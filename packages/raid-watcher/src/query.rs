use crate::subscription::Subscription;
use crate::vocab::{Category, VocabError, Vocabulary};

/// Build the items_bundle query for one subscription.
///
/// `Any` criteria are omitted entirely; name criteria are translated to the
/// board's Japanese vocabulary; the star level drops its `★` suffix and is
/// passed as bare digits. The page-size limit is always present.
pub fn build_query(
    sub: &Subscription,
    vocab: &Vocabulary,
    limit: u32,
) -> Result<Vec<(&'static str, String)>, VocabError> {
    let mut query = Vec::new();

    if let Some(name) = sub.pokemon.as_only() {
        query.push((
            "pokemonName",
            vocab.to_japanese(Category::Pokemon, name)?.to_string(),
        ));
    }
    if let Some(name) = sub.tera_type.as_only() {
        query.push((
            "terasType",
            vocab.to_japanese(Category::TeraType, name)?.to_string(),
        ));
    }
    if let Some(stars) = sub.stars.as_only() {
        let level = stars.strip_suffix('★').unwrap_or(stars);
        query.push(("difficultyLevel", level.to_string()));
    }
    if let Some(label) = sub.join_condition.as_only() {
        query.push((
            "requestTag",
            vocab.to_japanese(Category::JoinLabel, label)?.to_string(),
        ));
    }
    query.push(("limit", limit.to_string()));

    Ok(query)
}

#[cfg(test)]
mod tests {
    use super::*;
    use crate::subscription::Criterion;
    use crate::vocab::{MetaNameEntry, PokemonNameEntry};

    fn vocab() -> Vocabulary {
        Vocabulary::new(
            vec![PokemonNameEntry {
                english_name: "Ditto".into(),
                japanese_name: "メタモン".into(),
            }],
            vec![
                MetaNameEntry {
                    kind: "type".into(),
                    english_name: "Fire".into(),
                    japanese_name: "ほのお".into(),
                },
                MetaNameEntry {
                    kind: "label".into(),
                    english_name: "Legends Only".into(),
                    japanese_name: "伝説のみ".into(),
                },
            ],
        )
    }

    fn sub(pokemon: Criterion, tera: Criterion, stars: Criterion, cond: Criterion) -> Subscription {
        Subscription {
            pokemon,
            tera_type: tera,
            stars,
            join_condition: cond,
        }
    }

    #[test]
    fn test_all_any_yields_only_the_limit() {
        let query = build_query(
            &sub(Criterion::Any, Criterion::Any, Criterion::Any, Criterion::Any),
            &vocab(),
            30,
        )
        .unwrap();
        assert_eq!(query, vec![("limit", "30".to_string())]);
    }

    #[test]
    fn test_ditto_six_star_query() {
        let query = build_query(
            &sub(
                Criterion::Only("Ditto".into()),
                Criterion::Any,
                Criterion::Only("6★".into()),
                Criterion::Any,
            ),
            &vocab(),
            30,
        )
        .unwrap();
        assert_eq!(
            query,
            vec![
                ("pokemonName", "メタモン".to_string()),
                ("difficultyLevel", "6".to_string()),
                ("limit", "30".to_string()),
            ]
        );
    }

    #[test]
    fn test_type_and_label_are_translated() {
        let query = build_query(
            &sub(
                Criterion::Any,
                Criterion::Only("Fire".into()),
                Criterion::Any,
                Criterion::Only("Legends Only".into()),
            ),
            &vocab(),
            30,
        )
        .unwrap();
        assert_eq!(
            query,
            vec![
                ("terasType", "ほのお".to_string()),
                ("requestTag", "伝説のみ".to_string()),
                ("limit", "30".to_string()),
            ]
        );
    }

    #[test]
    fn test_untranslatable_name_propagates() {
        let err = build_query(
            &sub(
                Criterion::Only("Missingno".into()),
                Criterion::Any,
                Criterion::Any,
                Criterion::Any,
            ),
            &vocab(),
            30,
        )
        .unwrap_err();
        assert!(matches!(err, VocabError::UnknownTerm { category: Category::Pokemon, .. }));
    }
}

- - -

§ Instructions for the task
Retype the entries above exactly as they appear.

§ Written solution
filename packages/raid-watcher/src/query.rs
use crate::subscription::Subscription;
use crate::vocab::{Category, VocabError, Vocabulary};

/// Build the items_bundle query for one subscription.
///
/// `Any` criteria are omitted entirely; name criteria are translated to the
/// board's Japanese vocabulary; the star level drops its `★` suffix and is
/// passed as bare digits. The page-size limit is always present.
pub fn build_query(
    sub: &Subscription,
    vocab: &Vocabulary,
    limit: u32,
) -> Result<Vec<(&'static str, String)>, VocabError> {
    let mut query = Vec::new();

    if let Some(name) = sub.pokemon.as_only() {
        query.push((
            "pokemonName",
            vocab.to_japanese(Category::Pokemon, name)?.to_string(),
        ));
    }
    if let Some(name) = sub.tera_type.as_only() {
        query.push((
            "terasType",
            vocab.to_japanese(Category::TeraType, name)?.to_string(),
        ));
    }
    if let Some(stars) = sub.stars.as_only() {
        let level = stars.strip_suffix('★').unwrap_or(stars);
        query.push(("difficultyLevel", level.to_string()));
    }
    if let Some(label) = sub.join_condition.as_only() {
        query.push((
            "requestTag",
            vocab.to_japanese(Category::JoinLabel, label)?.to_string(),
        ));
    }
    query.push(("limit", limit.to_string()));

    Ok(query)
}

#[cfg(test)]
mod tests {
    use super::*;
    use crate::subscription::Criterion;
    use crate::vocab::{MetaNameEntry, PokemonNameEntry};

    fn vocab() -> Vocabulary {
        Vocabulary::new(
            vec![PokemonNameEntry {
                english_name: "Ditto".into(),
                japanese_name: "メタモン".into(),
            }],
            vec![
                MetaNameEntry {
                    kind: "type".into(),
                    english_name: "Fire".into(),
                    japanese_name: "ほのお".into(),
                },
                MetaNameEntry {
                    kind: "label".into(),
                    english_name: "Legends Only".into(),
                    japanese_name: "伝説のみ".into(),
                },
            ],
        )
    }

    fn sub(pokemon: Criterion, tera: Criterion, stars: Criterion, cond: Criterion) -> Subscription {
        Subscription {
            pokemon,
            tera_type: tera,
            stars,
            join_condition: cond,
        }
    }

    #[test]
    fn test_all_any_yields_only_the_limit() {
        let query = build_query(
            &sub(Criterion::Any, Criterion::Any, Criterion::Any, Criterion::Any),
            &vocab(),
            30,
        )
        .unwrap();
        assert_eq!(query, vec![("limit", "30".to_string())]);
    }

    #[test]
    fn test_ditto_six_star_query() {
        let query = build_query(
            &sub(
                Criterion::Only("Ditto".into()),
                Criterion::Any,
                Criterion::Only("6★".into()),
                Criterion::Any,
            ),
            &vocab(),
            30,
        )
        .unwrap();
        assert_eq!(
            query,
            vec![
                ("pokemonName", "メタモン".to_string()),
                ("difficultyLevel", "6".to_string()),
                ("limit", "30".to_string()),
            ]
        );
    }

    #[test]
    fn test_type_and_label_are_translated() {
        let query = build_query(
            &sub(
                Criterion::Any,
                Criterion::Only("Fire".into()),
                Criterion::Any,
                Criterion::Only("Legends Only".into()),
            ),
            &vocab(),
            30,
        )
        .unwrap();
        assert_eq!(
            query,
            vec![
                ("terasType", "ほのお".to_string()),
                ("requestTag", "伝説のみ".to_string()),
                ("limit", "30".to_string()),
            ]
        );
    }

    #[test]
    fn test_untranslatable_name_propagates() {
        let err = build_query(
            &sub(
                Criterion::Only("Missingno".into()),
                Criterion::Any,
                Criterion::Any,
                Criterion::Any,
            ),
            &vocab(),
            30,
        )
        .unwrap_err();
        assert!(matches!(err, VocabError::UnknownTerm { category: Category::Pokemon, .. }));
    }
}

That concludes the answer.